_AVAILABLE RECORDS_.
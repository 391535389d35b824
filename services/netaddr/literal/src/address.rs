//! Address literal parsing and canonical formatting.

use crate::charset::{is_digit, is_hex_digit};
use crate::cursor::Cursor;
use crate::error::{ParseFailure, Reason};
use crate::family::Family;
use smallvec::SmallVec;
use std::fmt;

/// Parse an address of family `F` at the cursor.
///
/// Every character in the family's class is accumulated first and the whole
/// run is then converted. If the conversion fails the entire run is given
/// back, so `"9.0.f0.1"` leaves the cursor at `9` rather than after `9.0.`.
pub fn address<F: Family>(cursor: &mut Cursor<'_>) -> Result<F::Octets, ParseFailure> {
    cursor.attempt(|c| {
        let start = c.position();
        let text = c.take_while(F::is_member);
        if text.is_empty() {
            return Err(ParseFailure::new(F::LITERAL, start, Reason::Empty));
        }
        F::from_text(text).ok_or(ParseFailure::new(F::LITERAL, start, Reason::Malformed))
    })
}

/// Convert a dotted-quad to octets
pub fn ipv4_from_text(text: &str) -> Option<[u8; 4]> {
    let mut octets = [0u8; 4];
    let mut parts = text.split('.');
    for octet in octets.iter_mut() {
        *octet = decimal_octet(parts.next()?)?;
    }
    if parts.next().is_some() {
        return None;
    }
    Some(octets)
}

fn decimal_octet(part: &str) -> Option<u8> {
    if part.is_empty() || part.len() > 3 || !part.bytes().all(is_digit) {
        return None;
    }
    // "0" is fine, "01" is not
    if part.len() > 1 && part.starts_with('0') {
        return None;
    }
    part.parse().ok()
}

/// Convert colon-separated hex groups to octets.
///
/// A single `::` stands for one or more zero groups.
pub fn ipv6_from_text(text: &str) -> Option<[u8; 16]> {
    let (head, tail) = match text.find("::") {
        Some(at) => {
            let tail = &text[at + 2..];
            if tail.contains("::") {
                return None;
            }
            (&text[..at], Some(tail))
        }
        None => (text, None),
    };

    let head = hex_groups(head)?;
    let mut groups = [0u16; 8];
    match tail {
        Some(tail) => {
            let tail = hex_groups(tail)?;
            if head.len() + tail.len() > 7 {
                return None;
            }
            groups[..head.len()].copy_from_slice(&head);
            groups[8 - tail.len()..].copy_from_slice(&tail);
        }
        None => {
            if head.len() != 8 {
                return None;
            }
            groups.copy_from_slice(&head);
        }
    }

    let mut octets = [0u8; 16];
    for (chunk, group) in octets.chunks_exact_mut(2).zip(groups) {
        chunk.copy_from_slice(&group.to_be_bytes());
    }
    Some(octets)
}

fn hex_groups(text: &str) -> Option<SmallVec<[u16; 8]>> {
    let mut groups = SmallVec::new();
    if text.is_empty() {
        return Some(groups);
    }
    for part in text.split(':') {
        if part.is_empty() || part.len() > 4 || groups.len() == 8 {
            return None;
        }
        if !part.bytes().all(is_hex_digit) {
            return None;
        }
        groups.push(u16::from_str_radix(part, 16).ok()?);
    }
    Some(groups)
}

/// Convert six two-digit hex groups to octets.
///
/// The separator may be `:` or `-` but must be the same throughout.
pub fn ethernet_from_text(text: &str) -> Option<[u8; 6]> {
    let separator = match text.as_bytes().get(2) {
        Some(b':') => ':',
        Some(b'-') => '-',
        _ => return None,
    };
    let mut octets = [0u8; 6];
    let mut parts = text.split(separator);
    for octet in octets.iter_mut() {
        let part = parts.next()?;
        if part.len() != 2 || !part.bytes().all(is_hex_digit) {
            return None;
        }
        *octet = u8::from_str_radix(part, 16).ok()?;
    }
    if parts.next().is_some() {
        return None;
    }
    Some(octets)
}

/// Write `a.b.c.d`
pub fn write_ipv4(octets: &[u8; 4], out: &mut dyn fmt::Write) -> fmt::Result {
    write!(out, "{}.{}.{}.{}", octets[0], octets[1], octets[2], octets[3])
}

/// Write the RFC 5952 form: lowercase, no leading zeros, the longest run of
/// two or more zero groups (the first one on a tie) replaced by `::`.
pub fn write_ipv6(octets: &[u8; 16], out: &mut dyn fmt::Write) -> fmt::Result {
    let groups: [u16; 8] =
        std::array::from_fn(|i| u16::from_be_bytes([octets[2 * i], octets[2 * i + 1]]));

    let (mut best_start, mut best_len) = (0, 0);
    let (mut run_start, mut run_len) = (0, 0);
    for (i, &group) in groups.iter().enumerate() {
        if group == 0 {
            if run_len == 0 {
                run_start = i;
            }
            run_len += 1;
            if run_len > best_len {
                best_start = run_start;
                best_len = run_len;
            }
        } else {
            run_len = 0;
        }
    }

    if best_len < 2 {
        return write_groups(&groups, out);
    }
    write_groups(&groups[..best_start], out)?;
    out.write_str("::")?;
    write_groups(&groups[best_start + best_len..], out)
}

fn write_groups(groups: &[u16], out: &mut dyn fmt::Write) -> fmt::Result {
    for (i, group) in groups.iter().enumerate() {
        if i > 0 {
            out.write_char(':')?;
        }
        write!(out, "{:x}", group)?;
    }
    Ok(())
}

/// Write `aa:bb:cc:dd:ee:ff`
pub fn write_ethernet(octets: &[u8; 6], out: &mut dyn fmt::Write) -> fmt::Result {
    for (i, octet) in octets.iter().enumerate() {
        if i > 0 {
            out.write_char(':')?;
        }
        write!(out, "{:02x}", octet)?;
    }
    Ok(())
}

#[cfg(test)]
mod tests {
    use super::*;
    use crate::error::Literal;
    use crate::family::{Ethernet, V4, V6};

    fn v6_text(octets: &[u8; 16]) -> String {
        let mut out = String::new();
        write_ipv6(octets, &mut out).unwrap();
        out
    }

    #[test]
    fn test_ipv4_consumes_whole_literal() {
        let mut cursor = Cursor::new("9.0.0.1");
        assert_eq!(address::<V4>(&mut cursor).unwrap(), [9, 0, 0, 1]);
        assert!(cursor.is_at_end());
    }

    #[test]
    fn test_ipv4_failure_restores_input() {
        let mut cursor = Cursor::new("9.0.f0.1");
        let err = address::<V4>(&mut cursor).unwrap_err();
        assert_eq!(err.literal, Literal::Ipv4);
        assert_eq!(err.reason, Reason::Malformed);
        assert_eq!(cursor.rest(), "9.0.f0.1");
    }

    #[test]
    fn test_ipv4_stops_at_foreign_character() {
        let mut cursor = Cursor::new("192.168.1.1:80");
        assert_eq!(address::<V4>(&mut cursor).unwrap(), [192, 168, 1, 1]);
        assert_eq!(cursor.rest(), ":80");
    }

    #[test]
    fn test_ipv4_rejects_malformed_quads() {
        for text in [
            "256.0.0.1",
            "1.2.3",
            "1.2.3.4.5",
            "1..3.4",
            "01.2.3.4",
            "1.2.3.4.",
            ".1.2.3.4",
            "1234.1.1.1",
        ] {
            assert_eq!(ipv4_from_text(text), None, "{}", text);
        }
        assert_eq!(ipv4_from_text("0.0.0.0"), Some([0, 0, 0, 0]));
        assert_eq!(ipv4_from_text("255.255.255.255"), Some([255; 4]));
    }

    #[test]
    fn test_empty_run_is_reported_as_empty() {
        let mut cursor = Cursor::new("host");
        let err = address::<V4>(&mut cursor).unwrap_err();
        assert_eq!(err.reason, Reason::Empty);
        assert_eq!(cursor.position(), 0);
    }

    #[test]
    fn test_ipv6_forms() {
        let loopback = ipv6_from_text("::1").unwrap();
        assert_eq!(loopback[15], 1);
        assert!(loopback[..15].iter().all(|&b| b == 0));

        assert_eq!(ipv6_from_text("::"), Some([0; 16]));

        let full = ipv6_from_text("2001:0db8:0000:0000:0000:ff00:0042:8329").unwrap();
        assert_eq!(full, ipv6_from_text("2001:db8::ff00:42:8329").unwrap());

        let trailing = ipv6_from_text("1:2:3:4:5:6:7::").unwrap();
        assert_eq!(&trailing[12..], &[0, 7, 0, 0]);
    }

    #[test]
    fn test_ipv6_rejects_malformed() {
        for text in [
            "1::2::3",
            ":::",
            "1:2:3:4:5:6:7:8:9",
            "1:2:3:4:5:6:7",
            "1:2:3:4::5:6:7:8",
            ":1:2:3:4:5:6:7",
            "1:2:3:4:5:6:7:",
            "12345::",
            "",
        ] {
            assert_eq!(ipv6_from_text(text), None, "{}", text);
        }
    }

    #[test]
    fn test_ipv6_failure_restores_input() {
        let mut cursor = Cursor::new("fe80:::1 rest");
        assert!(address::<V6>(&mut cursor).is_err());
        assert_eq!(cursor.rest(), "fe80:::1 rest");
    }

    #[test]
    fn test_ipv6_canonical_text() {
        assert_eq!(v6_text(&ipv6_from_text("::").unwrap()), "::");
        assert_eq!(v6_text(&ipv6_from_text("::1").unwrap()), "::1");
        assert_eq!(
            v6_text(&ipv6_from_text("2001:DB8:0:0:1:0:0:1").unwrap()),
            "2001:db8::1:0:0:1"
        );
        // a single zero group is never compressed
        assert_eq!(
            v6_text(&ipv6_from_text("2001:db8:0:1:1:1:1:1").unwrap()),
            "2001:db8:0:1:1:1:1:1"
        );
        // the longer run wins over the earlier one
        assert_eq!(
            v6_text(&ipv6_from_text("1:0:0:2:0:0:0:3").unwrap()),
            "1:0:0:2::3"
        );
        assert_eq!(v6_text(&ipv6_from_text("fe80::").unwrap()), "fe80::");
    }

    #[test]
    fn test_ethernet_forms() {
        let octets = [0x00, 0x1b, 0x44, 0x11, 0x3a, 0xb7];
        assert_eq!(ethernet_from_text("00:1B:44:11:3A:B7"), Some(octets));
        assert_eq!(ethernet_from_text("00-1b-44-11-3a-b7"), Some(octets));
        assert_eq!(ethernet_from_text("00:1b-44:11:3a:b7"), None);
        assert_eq!(ethernet_from_text("0:1b:44:11:3a:b7"), None);
        assert_eq!(ethernet_from_text("00:1b:44:11:3a"), None);

        let mut out = String::new();
        write_ethernet(&octets, &mut out).unwrap();
        assert_eq!(out, "00:1b:44:11:3a:b7");

        let mut cursor = Cursor::new("00:1b:44:11:3a:b7/24");
        assert_eq!(address::<Ethernet>(&mut cursor).unwrap(), octets);
        assert_eq!(cursor.rest(), "/24");
    }
}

_TASK DESCRIPTION_. Where does the string "parts" appear in the records above? Show every line that holds it.

_EXERCISE RESPONSE_.
    let mut parts = text.split('.');
        *octet = decimal_octet(parts.next()?)?;
    if parts.next().is_some() {
    let mut parts = text.split(separator);
        let part = parts.next()?;
    if parts.next().is_some() {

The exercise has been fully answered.